An innovative device with nano-sized features developed by researchers at UCLA is able to grab cancer cells in the blood that have broken off from a tumour.
These cells, known as circulating tumour cells, or CTCs, can provide critical information for examining and diagnosing cancer metastasis, determining patient prognosis, and monitoring the effectiveness of therapies.
Metastasis - the most common cause of cancer-related death in patients with solid tumours - is caused by marauding tumour cells that leave the primary tumour site and ride in the bloodstream to set up colonies in other parts of the body.
To date, several methods have been developed to track these cells, but the UCLA team’s novel ‘fly paper’ approach may be faster and cheaper than others - and it appears to capture far more CTCs.

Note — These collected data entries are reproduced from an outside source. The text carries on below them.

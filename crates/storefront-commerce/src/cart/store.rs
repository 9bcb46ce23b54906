//! The cart store.

use crate::cart::{CartAction, CartPersistence, CartState, ProductSnapshot};
use crate::error::CommerceError;
use crate::ids::ProductId;
use tokio::sync::watch;

/// Owns the session's cart.
///
/// Every change goes through [`dispatch`](Self::dispatch): the action is
/// applied to the in-memory state, subscribers see the new state if it
/// changed, and the full state is written back through the persistence
/// layer.
///
/// # Example
///
/// ```rust
/// use storefront_cache::MemoryStore;
/// use storefront_commerce::cart::{CartStore, ProductSnapshot, StoredCart};
/// use storefront_commerce::money::Money;
///
/// let store = MemoryStore::new();
/// let mut cart = CartStore::open(StoredCart::new(&store));
/// cart.add_item(ProductSnapshot::new(1, "Lamp", Money::new(1000)), 2).unwrap();
/// assert_eq!(cart.state().total_amount(), Money::new(2000));
///
/// // A new session sees the saved cart.
/// let reopened = CartStore::open(StoredCart::new(&store));
/// assert_eq!(reopened.state(), cart.state());
/// ```
pub struct CartStore<P> {
    state: CartState,
    persistence: P,
    sender: watch::Sender<CartState>,
}

impl<P: CartPersistence> CartStore<P> {
    /// Hydrate from `persistence`.
    ///
    /// A missing, unreadable or invalid stored cart yields an empty cart;
    /// the problem is logged and not returned.
    pub fn open(persistence: P) -> Self {
        let state = match persistence.load() {
            Ok(Some(state)) => {
                tracing::debug!(
                    items = state.len(),
                    total = %state.total_amount(),
                    "hydrated cart"
                );
                state
            }
            Ok(None) => {
                tracing::debug!("no stored cart, starting empty");
                CartState::default()
            }
            Err(e) => {
                tracing::warn!(error = %e, "discarding stored cart");
                CartState::default()
            }
        };

        let (sender, _) = watch::channel(state.clone());
        Self {
            state,
            persistence,
            sender,
        }
    }

    /// Current state.
    pub fn state(&self) -> &CartState {
        &self.state
    }

    /// Watch committed states. The receiver starts at the current state.
    pub fn subscribe(&self) -> watch::Receiver<CartState> {
        self.sender.subscribe()
    }

    pub fn persistence(&self) -> &P {
        &self.persistence
    }

    /// Apply an action and persist the result.
    ///
    /// Returns whether the state changed. A rejected action leaves the
    /// state untouched and writes nothing. If the write fails the
    /// in-memory state keeps the change and the storage error is returned.
    pub fn dispatch(&mut self, action: CartAction) -> Result<bool, CommerceError> {
        let name = action.name();
        let changed = self.state.apply(action).inspect_err(|e| {
            tracing::debug!(action = name, error = %e, "cart action rejected");
        })?;

        if changed {
            self.sender.send_replace(self.state.clone());
        }

        if let Err(e) = self.persistence.save(&self.state) {
            tracing::warn!(action = name, error = %e, "failed to persist cart");
            return Err(e);
        }

        tracing::debug!(
            action = name,
            changed,
            items = self.state.len(),
            total = %self.state.total_amount(),
            "cart updated"
        );
        Ok(changed)
    }

    /// Add `quantity` units of a product, merging with an existing line.
    ///
    /// Fails with `InvalidQuantity` for a quantity below 1 and with
    /// `InvalidPrice` for a price that cannot be stored.
    pub fn add_item(
        &mut self,
        product: impl Into<ProductSnapshot>,
        quantity: i64,
    ) -> Result<bool, CommerceError> {
        self.dispatch(CartAction::AddItem {
            product: product.into(),
            quantity,
        })
    }

    /// Remove a product. An absent id is a no-op.
    pub fn remove_item(&mut self, id: &ProductId) -> Result<bool, CommerceError> {
        self.dispatch(CartAction::RemoveItem { id: id.clone() })
    }

    /// Add one unit of a product already in the cart.
    pub fn increment_quantity(&mut self, id: &ProductId) -> Result<bool, CommerceError> {
        self.dispatch(CartAction::IncrementQuantity { id: id.clone() })
    }

    /// Remove one unit, keeping at least one.
    pub fn decrement_quantity(&mut self, id: &ProductId) -> Result<bool, CommerceError> {
        self.dispatch(CartAction::DecrementQuantity { id: id.clone() })
    }

    /// Empty the cart. Saved even when it was already empty.
    pub fn clear_cart(&mut self) -> Result<bool, CommerceError> {
        self.dispatch(CartAction::ClearCart)
    }
}

impl<P> std::fmt::Debug for CartStore<P> {
    fn fmt(&self, f: &mut std::fmt::Formatter<'_>) -> std::fmt::Result {
        f.debug_struct("CartStore")
            .field("state", &self.state)
            .finish_non_exhaustive()
    }
}

#[cfg(test)]
mod tests {
    use super::*;
    use crate::money::Money;
    use std::cell::{Cell, RefCell};

    /// Records every save; can be told to fail.
    #[derive(Default)]
    struct RecordingPersistence {
        stored: Option<CartState>,
        load_error: bool,
        fail_saves: Cell<bool>,
        saves: RefCell<Vec<CartState>>,
    }

    impl CartPersistence for RecordingPersistence {
        fn load(&self) -> Result<Option<CartState>, CommerceError> {
            if self.load_error {
                return Err(CommerceError::Deserialization("expected value".into()));
            }
            Ok(self.stored.clone())
        }

        fn save(&self, state: &CartState) -> Result<(), CommerceError> {
            if self.fail_saves.get() {
                return Err(CommerceError::Storage("quota exceeded".into()));
            }
            self.saves.borrow_mut().push(state.clone());
            Ok(())
        }
    }

    fn product(id: i64, cents: i64) -> ProductSnapshot {
        ProductSnapshot::new(id, format!("Product {}", id), Money::new(cents))
    }

    #[test]
    fn test_open_uses_stored_state() {
        let mut stored = CartState::new();
        stored.add_item(product(1, 100), 3).unwrap();

        let store = CartStore::open(RecordingPersistence {
            stored: Some(stored.clone()),
            ..Default::default()
        });
        assert_eq!(store.state(), &stored);
    }

    #[test]
    fn test_open_recovers_from_load_error() {
        let store = CartStore::open(RecordingPersistence {
            load_error: true,
            ..Default::default()
        });
        assert!(store.state().is_empty());
        assert!(store.persistence().saves.borrow().is_empty());
    }

    #[test]
    fn test_every_dispatch_is_persisted() {
        let mut store = CartStore::open(RecordingPersistence::default());
        let id = ProductId::from(1);

        store.add_item(product(1, 250), 1).unwrap();
        store.increment_quantity(&id).unwrap();
        // No-op, still written.
        store.remove_item(&ProductId::from(9)).unwrap();

        let saves = store.persistence().saves.borrow();
        assert_eq!(saves.len(), 3);
        assert_eq!(saves.last(), Some(store.state()));
        assert_eq!(saves[1].total_amount(), Money::new(500));
    }

    #[test]
    fn test_rejected_action_is_not_persisted() {
        let mut store = CartStore::open(RecordingPersistence::default());
        assert!(store.add_item(product(1, 250), 0).is_err());
        assert!(store.persistence().saves.borrow().is_empty());
    }

    #[test]
    fn test_failed_save_keeps_memory_state() {
        let mut store = CartStore::open(RecordingPersistence::default());
        store.persistence().fail_saves.set(true);

        let result = store.add_item(product(1, 250), 2);
        assert!(matches!(result, Err(CommerceError::Storage(_))));
        assert_eq!(store.state().item_count().unwrap(), 2);
    }

    #[test]
    fn test_subscribers_see_changes() {
        let mut store = CartStore::open(RecordingPersistence::default());
        let mut rx = store.subscribe();
        assert!(rx.borrow().is_empty());

        store.add_item(product(1, 250), 2).unwrap();
        assert!(rx.has_changed().unwrap());
        assert_eq!(rx.borrow_and_update().total_amount(), Money::new(500));

        // 2 -> 1 changes, 1 -> 1 does not.
        store.decrement_quantity(&ProductId::from(1)).unwrap();
        assert!(rx.has_changed().unwrap());
        rx.borrow_and_update();

        store.decrement_quantity(&ProductId::from(1)).unwrap();
        assert!(!rx.has_changed().unwrap());
    }

    #[test]
    fn test_clear_cart_is_idempotent() {
        let mut store = CartStore::open(RecordingPersistence::default());
        store.add_item(product(1, 250), 1).unwrap();

        assert!(store.clear_cart().unwrap());
        let once = store.state().clone();
        assert!(!store.clear_cart().unwrap());
        assert_eq!(store.state(), &once);
        assert!(once.is_empty());
        assert_eq!(once.total_amount(), Money::zero());
    }
}
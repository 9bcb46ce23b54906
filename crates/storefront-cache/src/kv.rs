//! Key-value store abstraction with automatic JSON serialization.

use std::rc::Rc;
use std::sync::Arc;

use serde::{de::DeserializeOwned, Serialize};

use crate::CacheError;

/// A synchronous, string-keyed store of string values.
///
/// Mirrors what a browser's local storage offers: no expiry, no
/// transactions, and the last writer to a key wins. Methods take `&self`
/// so implementations can be shared between the cart, the wishlist and
/// the recently-viewed list.
pub trait KeyValueStore {
    /// Get the raw value stored under `key`, if any.
    fn get(&self, key: &str) -> Result<Option<String>, CacheError>;

    /// Store `value` under `key`, replacing any previous value.
    fn set(&self, key: &str, value: &str) -> Result<(), CacheError>;

    /// Remove `key`. Removing a missing key is not an error.
    fn delete(&self, key: &str) -> Result<(), CacheError>;

    /// Check if a key exists.
    fn exists(&self, key: &str) -> Result<bool, CacheError> {
        Ok(self.get(key)?.is_some())
    }

    /// List every key in the store.
    fn keys(&self) -> Result<Vec<String>, CacheError>;
}

impl<S: KeyValueStore + ?Sized> KeyValueStore for &S {
    fn get(&self, key: &str) -> Result<Option<String>, CacheError> {
        (**self).get(key)
    }

    fn set(&self, key: &str, value: &str) -> Result<(), CacheError> {
        (**self).set(key, value)
    }

    fn delete(&self, key: &str) -> Result<(), CacheError> {
        (**self).delete(key)
    }

    fn exists(&self, key: &str) -> Result<bool, CacheError> {
        (**self).exists(key)
    }

    fn keys(&self) -> Result<Vec<String>, CacheError> {
        (**self).keys()
    }
}

impl<S: KeyValueStore + ?Sized> KeyValueStore for Rc<S> {
    fn get(&self, key: &str) -> Result<Option<String>, CacheError> {
        (**self).get(key)
    }

    fn set(&self, key: &str, value: &str) -> Result<(), CacheError> {
        (**self).set(key, value)
    }

    fn delete(&self, key: &str) -> Result<(), CacheError> {
        (**self).delete(key)
    }

    fn exists(&self, key: &str) -> Result<bool, CacheError> {
        (**self).exists(key)
    }

    fn keys(&self) -> Result<Vec<String>, CacheError> {
        (**self).keys()
    }
}

impl<S: KeyValueStore + ?Sized> KeyValueStore for Arc<S> {
    fn get(&self, key: &str) -> Result<Option<String>, CacheError> {
        (**self).get(key)
    }

    fn set(&self, key: &str, value: &str) -> Result<(), CacheError> {
        (**self).set(key, value)
    }

    fn delete(&self, key: &str) -> Result<(), CacheError> {
        (**self).delete(key)
    }

    fn exists(&self, key: &str) -> Result<bool, CacheError> {
        (**self).exists(key)
    }

    fn keys(&self) -> Result<Vec<String>, CacheError> {
        (**self).keys()
    }
}

/// Typed view over a [`KeyValueStore`].
///
/// Values are stored as JSON text. An optional namespace is prepended to
/// every key (`"shop"` + `"cart"` becomes `"shop:cart"`), so several
/// storefronts can share one backing store.
///
/// # Example
///
/// ```rust
/// use storefront_cache::{Cache, KeyValueStore, MemoryStore};
///
/// let cache = Cache::new(MemoryStore::new()).with_namespace("shop");
/// cache.set("wishlist", &vec![1, 2, 3]).unwrap();
///
/// let ids: Option<Vec<u32>> = cache.get("wishlist").unwrap();
/// assert_eq!(ids, Some(vec![1, 2, 3]));
/// assert!(cache.store().exists("shop:wishlist").unwrap());
/// ```
#[derive(Debug, Clone)]
pub struct Cache<S> {
    store: S,
    namespace: Option<String>,
}

impl<S: KeyValueStore> Cache<S> {
    /// Wrap a store without a namespace.
    pub fn new(store: S) -> Self {
        Self {
            store,
            namespace: None,
        }
    }

    /// Prefix every key with `namespace`.
    pub fn with_namespace(mut self, namespace: impl Into<String>) -> Self {
        let namespace = namespace.into();
        self.namespace = (!namespace.is_empty()).then_some(namespace);
        self
    }

    /// The namespace in use, if any.
    pub fn namespace(&self) -> Option<&str> {
        self.namespace.as_deref()
    }

    /// Get the underlying store.
    pub fn store(&self) -> &S {
        &self.store
    }

    /// Resolve a logical key to the key written to the store.
    pub fn key(&self, name: &str) -> String {
        match &self.namespace {
            Some(namespace) => crate::cache_key!(namespace.as_str(), name),
            None => name.to_string(),
        }
    }

    /// Get and decode a value.
    ///
    /// Returns `None` if the key doesn't exist, and an error if the stored
    /// text is not valid JSON for `T`.
    pub fn get<T: DeserializeOwned>(&self, key: &str) -> Result<Option<T>, CacheError> {
        match self.get_raw(key)? {
            Some(text) => Ok(Some(serde_json::from_str(&text)?)),
            None => Ok(None),
        }
    }

    /// Get the raw stored text.
    pub fn get_raw(&self, key: &str) -> Result<Option<String>, CacheError> {
        self.store.get(&self.key(key))
    }

    /// Encode and store a value, overwriting the previous one.
    pub fn set<T: Serialize + ?Sized>(&self, key: &str, value: &T) -> Result<(), CacheError> {
        let text = serde_json::to_string(value)?;
        let key = self.key(key);
        tracing::trace!(key = %key, bytes = text.len(), "writing value");
        self.store.set(&key, &text)
    }

    /// Delete a value.
    pub fn delete(&self, key: &str) -> Result<(), CacheError> {
        self.store.delete(&self.key(key))
    }

    /// Check if a key exists.
    pub fn exists(&self, key: &str) -> Result<bool, CacheError> {
        self.store.exists(&self.key(key))
    }

    /// List the logical keys visible through this namespace.
    pub fn keys(&self) -> Result<Vec<String>, CacheError> {
        let keys = self.store.keys()?;
        Ok(match &self.namespace {
            Some(namespace) => {
                let prefix = format!("{}:", namespace);
                keys.into_iter()
                    .filter_map(|k| k.strip_prefix(&prefix).map(str::to_string))
                    .collect()
            }
            None => keys,
        })
    }
}

/// Helper to build store keys with namespacing.
///
/// # Example
///
/// ```rust
/// use storefront_cache::cache_key;
///
/// let key = cache_key!("shop", "cart");
/// assert_eq!(key, "shop:cart");
/// ```
#[macro_export]
macro_rules! cache_key {
    ($prefix:expr, $($part:expr),+) => {{
        let mut key = String::from($prefix);
        $(
            key.push(':');
            key.push_str(&$part.to_string());
        )+
        key
    }};
}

The UCLA team’s device is actually a 1 x 2cm silicon chip covered with densely packed nanopillars. To test cell-capture performance, researchers incubated the nanopillar chip in a culture medium with breast cancer cells. As a control, they performed a parallel experiment with a cell-capture method that uses a chip with a flat surface.
Both structures were then coated with anti-EpCAM, an antibody protein that can help recognise and capture tumour cells.
The researchers found that the cell-capture yields for the UCLA nanopillar chip were significantly higher than the flat device - the device captured 45-65 per cent of the cancer cells in the medium, compared with only 4-14 per cent for the flat device.
Dr Shutao Wang, a postdoctoral researcher at both the Crump Institute for Molecular Imaging at the David Geffen School of Medicine at UCLA and the California NanoSystems Institute at UCLA, said: ‘The nanopillar chip captured more than 10 times the amount of cells captured by the currently used flat structure.’